Passing an array to a UGen argument duplicates the whole signal graph, one copy per array element
Multichannel expansion is SuperCollider’s rule that whenever an array appears where a single value is expected in a UGen argument, SC silently duplicates the entire UGen graph once per array element, producing an array of outputs. Saw.ar([440, 570]) builds two independent Saw waves — 440 Hz on bus 0 (left), 570 Hz on bus 1 (right) — routed to consecutive output buses starting from the first Out.ar bus. Multiple arrays in the same graph expand concurrently; when arrays at different arguments differ in length, the shorter one wraps to match the longest. The misconception to correct: an array does not make one sound with several frequencies — it makes several parallel synth copies. Mix folds the channels down to mono; Splay folds them to stereo with even panning. !n is shorthand for .dup(n); note the subtle distinction between duplicating a UGen instance (one shared copy) and duplicating an argument (one unique instance each) — critical for random generators.
Examples
{Out.ar(0, Saw.ar([440,570], mul:0.1))}.play; // 440 Hz left, 570 Hz right
{Splay.ar(SinOsc.ar([100,300,500,700,900], mul:0.1))}.play; // 5 sines panned L→R
Mix(SinOsc.ar([100,300,500,700], mul:0.05)); // fold to mono
{PinkNoise.ar(0.5)!2}.play; // same noise both channels (one instance duplicated)

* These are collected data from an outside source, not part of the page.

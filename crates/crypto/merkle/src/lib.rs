//! https://ethereum.github.io/consensus-specs/ssz/merkle-proofs

use alloy_primitives::B256;
use anyhow::ensure;

pub mod deposit_tree;
mod hash;
mod index;

pub use deposit_tree::DepositDataTree;
use hash::hash_concat;
use index::{generalized_index_child, get_generalized_index_bit};

/// Builds a dense tree of ``2 ** depth`` leaves, right-padded with zero leaves. Node ``i`` has its
/// children at ``2 * i`` and ``2 * i + 1``; the root is at index 1.
pub fn merkle_tree(leaves: &[B256], depth: u64) -> anyhow::Result<Vec<B256>> {
    let num_of_leaves = leaves.len();
    let bottom_length = 1 << depth;
    ensure!(
        num_of_leaves <= bottom_length,
        "Number of leaves is greater than the bottom length (depth too small)"
    );

    let mut tree = vec![B256::ZERO; bottom_length];
    tree.extend(leaves);
    tree.extend(vec![B256::ZERO; bottom_length - num_of_leaves]);

    for i in (1..bottom_length).rev() {
        let left = tree[i * 2].as_slice();
        let right = tree[i * 2 + 1].as_slice();
        tree[i] = hash_concat(left, right);
    }

    Ok(tree)
}

/// Returns the bottom-up branch of the leaf at ``index`` in a tree built by [merkle_tree].
pub fn generate_proof(tree: &[B256], index: u64, depth: u64) -> anyhow::Result<Vec<B256>> {
    let bottom_length = 1 << depth;
    ensure!(index < bottom_length, "Index out of bounds");
    ensure!(
        tree.len() as u64 == bottom_length * 2,
        "Tree does not have depth {depth}"
    );

    let mut proof = vec![];
    let mut current_index = 1;
    let mut current_depth = depth;

    while current_depth > 0 {
        let (left_child_index, right_child_index) = (
            generalized_index_child(current_index, false),
            generalized_index_child(current_index, true),
        );

        if get_generalized_index_bit(index, current_depth - 1) {
            proof.push(tree[left_child_index as usize]);
            current_index = right_child_index;
        } else {
            proof.push(tree[right_child_index as usize]);
            current_index = left_child_index;
        }

        current_depth -= 1;
    }

    proof.reverse();

    Ok(proof)
}

/// Check if ``leaf`` at ``index`` verifies against the Merkle ``root`` and ``branch``.
///
/// A branch shorter than ``depth`` never verifies.
pub fn is_valid_merkle_branch(
    leaf: B256,
    branch: &[B256],
    depth: u64,
    index: u64,
    root: B256,
) -> bool {
    if (branch.len() as u64) < depth {
        return false;
    }
    let mut value = leaf;
    for i in 0..depth {
        if get_generalized_index_bit(index, i) {
            value = hash_concat(branch[i as usize].as_slice(), value.as_slice());
        } else {
            value = hash_concat(value.as_slice(), branch[i as usize].as_slice());
        }
    }
    value == root
}

#[cfg(test)]
mod tests {
    use super::*;

    #[test]
    fn test_merkle_tree() {
        let leaves = vec![
            B256::from_slice(&[0xAA; 32]),
            B256::from_slice(&[0xBB; 32]),
            B256::from_slice(&[0xCC; 32]),
            B256::from_slice(&[0xDD; 32]),
        ];
        let depth = 2;

        let node_2: B256 = hash_concat(leaves[0].as_slice(), leaves[1].as_slice());
        let node_3: B256 = hash_concat(leaves[2].as_slice(), leaves[3].as_slice());
        let root: B256 = hash_concat(node_2.as_slice(), node_3.as_slice());

        let tree = merkle_tree(&leaves, depth).unwrap();
        assert_eq!(tree[1], root);

        for (index, leaf) in leaves.iter().enumerate() {
            let proof = generate_proof(&tree, index as u64, depth).unwrap();
            assert!(is_valid_merkle_branch(
                *leaf,
                &proof,
                depth,
                index as u64,
                root
            ));
            assert!(!is_valid_merkle_branch(
                *leaf,
                &proof,
                depth,
                (index as u64 + 1) % 4,
                root
            ));
        }
    }

    #[test]
    fn test_short_branch_is_invalid() {
        let leaf = B256::repeat_byte(1);
        assert!(!is_valid_merkle_branch(leaf, &[B256::ZERO], 2, 0, leaf));
    }
}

{PinkNoise.ar(0.5!2)}.play; // different noise per channel (two unique instances)
Assessment
Explain step by step what {SinOsc.ar([440,550,660],mul:0.1)}.play does: how many signals are created, where each goes, what you hear on a stereo system. Then contrast the output of PinkNoise.ar(0.5)!2 vs PinkNoise.ar(0.5!2) — which is correlated stereo, which is true stereo? Finally write a 4-voice additive patch expanded from one array and mix it to stereo with Splay.